**What you have to do**
Take the entries that follow and return exactly the lines from the one holding "let rows: Vec<MigrationRow> = pending" through the one holding "sql = std::fs::read_to_string(&path).map_err(io_err(&path))?;", both included. Nothing else is needed.

**Data for this task**
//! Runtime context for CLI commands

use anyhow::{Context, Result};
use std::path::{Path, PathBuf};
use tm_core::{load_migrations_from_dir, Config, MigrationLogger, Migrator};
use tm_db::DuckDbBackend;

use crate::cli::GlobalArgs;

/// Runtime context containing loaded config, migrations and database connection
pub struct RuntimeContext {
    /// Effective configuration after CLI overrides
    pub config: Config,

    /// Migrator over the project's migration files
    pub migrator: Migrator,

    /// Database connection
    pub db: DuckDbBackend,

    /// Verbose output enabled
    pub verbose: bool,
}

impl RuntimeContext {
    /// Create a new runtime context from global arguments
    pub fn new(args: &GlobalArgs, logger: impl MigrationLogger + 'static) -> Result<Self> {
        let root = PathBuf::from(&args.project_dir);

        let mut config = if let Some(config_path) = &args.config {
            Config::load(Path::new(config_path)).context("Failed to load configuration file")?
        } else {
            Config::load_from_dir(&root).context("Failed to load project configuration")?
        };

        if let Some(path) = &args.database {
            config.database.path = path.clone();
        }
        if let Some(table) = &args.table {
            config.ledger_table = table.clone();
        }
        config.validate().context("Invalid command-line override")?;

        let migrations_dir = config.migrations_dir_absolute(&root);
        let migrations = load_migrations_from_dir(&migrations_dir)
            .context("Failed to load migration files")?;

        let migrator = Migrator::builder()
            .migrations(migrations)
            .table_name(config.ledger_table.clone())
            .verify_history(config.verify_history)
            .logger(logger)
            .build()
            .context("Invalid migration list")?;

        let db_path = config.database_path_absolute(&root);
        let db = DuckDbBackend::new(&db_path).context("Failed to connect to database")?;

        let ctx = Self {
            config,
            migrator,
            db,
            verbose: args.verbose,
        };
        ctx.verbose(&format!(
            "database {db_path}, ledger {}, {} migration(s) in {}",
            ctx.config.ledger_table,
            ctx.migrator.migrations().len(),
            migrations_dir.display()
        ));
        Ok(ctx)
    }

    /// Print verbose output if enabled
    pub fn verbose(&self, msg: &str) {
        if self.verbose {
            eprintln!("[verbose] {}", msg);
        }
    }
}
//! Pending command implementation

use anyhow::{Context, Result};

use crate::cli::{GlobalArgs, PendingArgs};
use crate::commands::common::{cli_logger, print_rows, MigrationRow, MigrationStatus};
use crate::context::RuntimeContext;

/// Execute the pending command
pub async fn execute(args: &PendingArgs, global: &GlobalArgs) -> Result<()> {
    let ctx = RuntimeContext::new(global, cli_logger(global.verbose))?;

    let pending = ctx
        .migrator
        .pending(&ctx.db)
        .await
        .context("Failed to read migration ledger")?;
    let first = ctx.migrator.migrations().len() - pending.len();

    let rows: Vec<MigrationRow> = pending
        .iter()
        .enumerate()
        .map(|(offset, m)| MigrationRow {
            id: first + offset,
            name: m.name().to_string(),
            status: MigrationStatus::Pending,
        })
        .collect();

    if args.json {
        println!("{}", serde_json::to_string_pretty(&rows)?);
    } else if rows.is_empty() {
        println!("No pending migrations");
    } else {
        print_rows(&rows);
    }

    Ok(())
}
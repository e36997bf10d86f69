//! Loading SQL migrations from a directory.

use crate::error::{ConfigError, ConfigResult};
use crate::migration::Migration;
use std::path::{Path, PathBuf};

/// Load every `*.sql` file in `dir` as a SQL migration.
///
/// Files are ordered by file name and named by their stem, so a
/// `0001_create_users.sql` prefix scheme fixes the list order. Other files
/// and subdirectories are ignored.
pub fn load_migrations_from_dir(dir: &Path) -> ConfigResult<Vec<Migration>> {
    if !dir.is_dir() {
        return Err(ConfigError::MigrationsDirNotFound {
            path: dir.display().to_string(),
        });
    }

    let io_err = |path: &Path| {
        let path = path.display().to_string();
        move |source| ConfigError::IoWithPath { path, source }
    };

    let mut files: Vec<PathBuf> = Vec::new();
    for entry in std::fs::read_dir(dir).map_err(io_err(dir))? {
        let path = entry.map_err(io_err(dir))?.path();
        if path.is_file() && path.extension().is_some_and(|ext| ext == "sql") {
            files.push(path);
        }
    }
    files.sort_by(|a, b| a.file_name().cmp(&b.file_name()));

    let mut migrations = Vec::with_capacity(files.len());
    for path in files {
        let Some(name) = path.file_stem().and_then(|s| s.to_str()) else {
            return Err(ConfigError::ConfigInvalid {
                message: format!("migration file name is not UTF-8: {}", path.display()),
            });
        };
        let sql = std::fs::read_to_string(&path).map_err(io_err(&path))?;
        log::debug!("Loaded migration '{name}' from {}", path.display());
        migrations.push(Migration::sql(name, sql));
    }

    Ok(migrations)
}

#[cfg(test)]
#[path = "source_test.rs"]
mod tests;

**Finished task**
    let rows: Vec<MigrationRow> = pending
        .iter()
        .enumerate()
        .map(|(offset, m)| MigrationRow {
            id: first + offset,
            name: m.name().to_string(),
            status: MigrationStatus::Pending,
        })
        .collect();

    if args.json {
        println!("{}", serde_json::to_string_pretty(&rows)?);
    } else if rows.is_empty() {
        println!("No pending migrations");
    } else {
        print_rows(&rows);
    }

    Ok(())
}
repository e36997bf10d86f69
//! Loading SQL migrations from a directory.

use crate::error::{ConfigError, ConfigResult};
use crate::migration::Migration;
use std::path::{Path, PathBuf};

/// Load every `*.sql` file in `dir` as a SQL migration.
///
/// Files are ordered by file name and named by their stem, so a
/// `0001_create_users.sql` prefix scheme fixes the list order. Other files
/// and subdirectories are ignored.
pub fn load_migrations_from_dir(dir: &Path) -> ConfigResult<Vec<Migration>> {
    if !dir.is_dir() {
        return Err(ConfigError::MigrationsDirNotFound {
            path: dir.display().to_string(),
        });
    }

    let io_err = |path: &Path| {
        let path = path.display().to_string();
        move |source| ConfigError::IoWithPath { path, source }
    };

    let mut files: Vec<PathBuf> = Vec::new();
    for entry in std::fs::read_dir(dir).map_err(io_err(dir))? {
        let path = entry.map_err(io_err(dir))?.path();
        if path.is_file() && path.extension().is_some_and(|ext| ext == "sql") {
            files.push(path);
        }
    }
    files.sort_by(|a, b| a.file_name().cmp(&b.file_name()));

    let mut migrations = Vec::with_capacity(files.len());
    for path in files {
        let Some(name) = path.file_stem().and_then(|s| s.to_str()) else {
            return Err(ConfigError::ConfigInvalid {
                message: format!("migration file name is not UTF-8: {}", path.display()),
            });
        };
        let sql = std::fs::read_to_string(&path).map_err(io_err(&path))?;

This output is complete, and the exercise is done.